A) Dengue virus; Aedes aegypti mosquito
B) Chikungunya virus; Aedes aegypti mosquito
C) Zika virus; Aedes albopictus mosquito
D) Plasmodium vivax; Anopheles mosquito
E) Rickettsia typhi; flea bite
Correct Answer: B) Chikungunya virus; Aedes aegypti mosquito
Explanation
This presentation is classic for chikungunya fever, an arboviral illness known for its severe and debilitating arthralgia.
Key Clinical Features of Chikungunya Fever:
Acute Phase:
Abrupt onset of high fever (often >39°C).
Severe, symmetric polyarthralgia: Typically involves wrists, knees, ankles, and small joints of the hands. Joints are tender, swollen, and may be erythematous.
Maculopapular rash: Often truncal, can be pruritic.
Constitutional symptoms: Myalgia, headache, fatigue.
Chronic Phase:
Persistent or relapsing arthralgia can last for months to years, mimicking rheumatoid arthritis.
Laboratory Findings: Leukopenia, thrombocytopenia, elevated ESR/CRP.
Virologic and Transmission Features:
Causative Agent: Chikungunya virus (an alphavirus, Togaviridae family).
Vector: Primarily transmitted by Aedes aegypti and Aedes albopictus mosquitoes.
Geographic Distribution: Tropical and subtropical regions (e.g., India, Africa, Southeast Asia, Caribbean).
Why Not the Other Options?
(A) Dengue virus: Causes fever, rash, and arthralgia ("breakbone fever"), but arthralgia is typically less severe and not chronic. Dengue is more associated with hemorrhage/shock.
(C) Zika virus: Causes mild fever, rash, and arthralgia, but not severe polyarthritis. Known for congenital microcephaly.
(D) Plasmodium vivax: Causes malaria with fever and chills, but no polyarthralgia or rash.
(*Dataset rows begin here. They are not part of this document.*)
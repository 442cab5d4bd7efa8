//! # Outbound Ports
//!
//! Capabilities the engine consumes: the directory service, the blockchain
//! client library, and a clock. Adapters live in `crate::adapters`; scripted
//! mocks in `crate::testing`.

use async_trait::async_trait;
use std::sync::Arc;

use crate::domain::{BlockSummary, DiscoveryError, NodeEndpoint, ServerInfo};

/// Directory handle yielding candidates by ordinal index - outbound port.
#[async_trait]
pub trait NodeSource: Send + Sync {
    /// Endpoint at `index`, or `None` when the directory is exhausted.
    async fn endpoint_at(&mut self, index: u64) -> Result<Option<NodeEndpoint>, DiscoveryError>;
}

/// Opens directory handles - outbound port.
#[async_trait]
pub trait NodeSourceFactory: Send + Sync {
    /// Open a handle against the directory at `url`.
    async fn open(&self, url: &str) -> Result<Box<dyn NodeSource>, DiscoveryError>;
}

/// One client session against a candidate node - outbound port.
///
/// A session is used for exactly one probe and must be closed afterwards.
#[async_trait]
pub trait ChainClient: Send + Sync {
    /// Endpoint this session targets (for logging).
    fn endpoint(&self) -> &str;

    /// Establish the connection.
    async fn connect(&mut self) -> Result<(), DiscoveryError>;

    /// Server version and network.
    async fn server_info(&mut self) -> Result<ServerInfo, DiscoveryError>;

    /// Current chain height.
    async fn chain_height(&mut self) -> Result<u64, DiscoveryError>;

    /// Block at `height`, `None` if the node does not have it.
    async fn block_at(&mut self, height: u64) -> Result<Option<BlockSummary>, DiscoveryError>;

    /// Release the session.
    async fn close(&mut self) -> Result<(), DiscoveryError>;
}

/// Creates client sessions - outbound port.
pub trait ChainClientFactory: Send + Sync {
    /// Create an unconnected session for `endpoint`.
    fn create(&self, endpoint: &NodeEndpoint) -> Result<Box<dyn ChainClient>, DiscoveryError>;
}

/// What a loaded client module provides.
#[derive(Clone)]
pub struct ClientCapabilities {
    /// Directory handle factory.
    pub node_sources: Arc<dyn NodeSourceFactory>,
    /// Client session factory.
    pub chain_clients: Arc<dyn ChainClientFactory>,
}

impl ClientCapabilities {
    /// Bundle the two factories.
    pub fn new(
        node_sources: Arc<dyn NodeSourceFactory>,
        chain_clients: Arc<dyn ChainClientFactory>,
    ) -> Self {
        Self {
            node_sources,
            chain_clients,
        }
    }
}

impl std::fmt::Debug for ClientCapabilities {
    fn fmt(&self, f: &mut std::fmt::Formatter<'_>) -> std::fmt::Result {
        f.debug_struct("ClientCapabilities").finish_non_exhaustive()
    }
}

/// Loads the blockchain client module on INIT - outbound port.
#[async_trait]
pub trait ClientModuleLoader: Send + Sync {
    /// Load the module named by `module_ref`.
    async fn load(&self, module_ref: &str) -> Result<ClientCapabilities, DiscoveryError>;
}

/// Wall clock for event timestamps - outbound port.
pub trait TimeSource: Send + Sync {
    /// Unix time in milliseconds.
    fn now_millis(&self) -> u64;
}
(E) Rickettsia typhi: Causes murine typhus (fever, headache, rash), but no arthritis. Transmitted by fleas.
Management:
Supportive care: NSAIDs for pain and inflammation (avoid aspirin due to bleeding risk in possible co-infections like dengue).
Chronic arthritis: May require DMARDs (e.g., methotrexate) in severe cases.
Prevention: Mosquito avoidance (repellents, nets), no vaccine available.
Prognosis:
Acute symptoms resolve in 1-2 weeks, but chronic arthralgia affects ~30-40% of patients, significantly impacting quality of life.
Note: Chikungunya means "to become contorted" in the Makonde language, referring to the stooped posture from severe joint pain. Always consider chikungunya in travelers with fever and polyarthritis from endemic areas.